#### What you need to do:
Take the material below and restate it word for word, stopping after the line in which "coherently superposes every" occurs.
Start of Record extracts
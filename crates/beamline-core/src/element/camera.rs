//! Camera sensors.
//!
//! The camera is the only element that accumulates rather than transforms:
//! it absorbs every ray that reaches it, and coherently superposes every
//! incident wavefront into a persistent accumulator that survives until the
//! next engine run (or an explicit reset).

use beamline_field::Wavefront;
use beamline_geometry::{Point3, Ray, Vec3};

use super::{Mount, OpticalElement};
use crate::scene::ObjectKind;

pub const DEFAULT_CAMERA_SIZE: f64 = 0.02;

/// A square fully-absorbing sensor.
#[derive(Debug, Clone)]
pub struct Camera {
    mount: Mount,
    size: f64,
    sensed: Option<Wavefront>,
}

impl Camera {
    pub fn new(position: Point3, orientation: Vec3) -> Self {
        Self {
            mount: Mount::new(position, orientation),
            size: DEFAULT_CAMERA_SIZE,
            sensed: None,
        }
    }

    /// Side length of the sensor (metres).
    pub fn size(&self) -> f64 {
        self.size
    }

    pub fn set_size(&mut self, size: f64) {
        self.size = size;
    }
}

impl OpticalElement for Camera {
    fn kind(&self) -> ObjectKind {
        ObjectKind::Camera
    }

    fn mount(&self) -> &Mount {
        &self.mount
    }

    fn mount_mut(&mut self) -> &mut Mount {
        &mut self.mount
    }

    fn hit(&self, ray: &Ray) -> Option<f64> {
        let hit = self.mount.intersect(ray)?;
        let half = self.size / 2.0;
        if hit.x.abs() > half || hit.y.abs() > half {
            return None;
        }
        Some(hit.distance)
    }

    fn interact_ray(&self, ray: &mut Ray) {
        ray.kill();
    }

    /// Superpose the incident field into the accumulator, then empty the
    /// incident field so later paths crossing this sensor cannot double
    /// count it.
    fn interact_wavefront(&mut self, field: &mut Wavefront) {
        match &mut self.sensed {
            Some(acc) => {
                if let Err(err) = acc.superpose(field) {
                    log::warn!("sensor accumulation skipped: {err}");
                }
            }
            None => self.sensed = Some(field.clone()),
        }
        field.scale(0.0);
    }

    fn reset(&mut self) {
        self.sensed = None;
    }

    fn sensed(&self) -> Option<&Wavefront> {
        self.sensed.as_ref()
    }
}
End of Record extracts
#### Finished exercise:
filename crates/beamline-core/src/element/camera.rs
//! Camera sensors.
//!
//! The camera is the only element that accumulates rather than transforms:
//! it absorbs every ray that reaches it, and coherently superposes every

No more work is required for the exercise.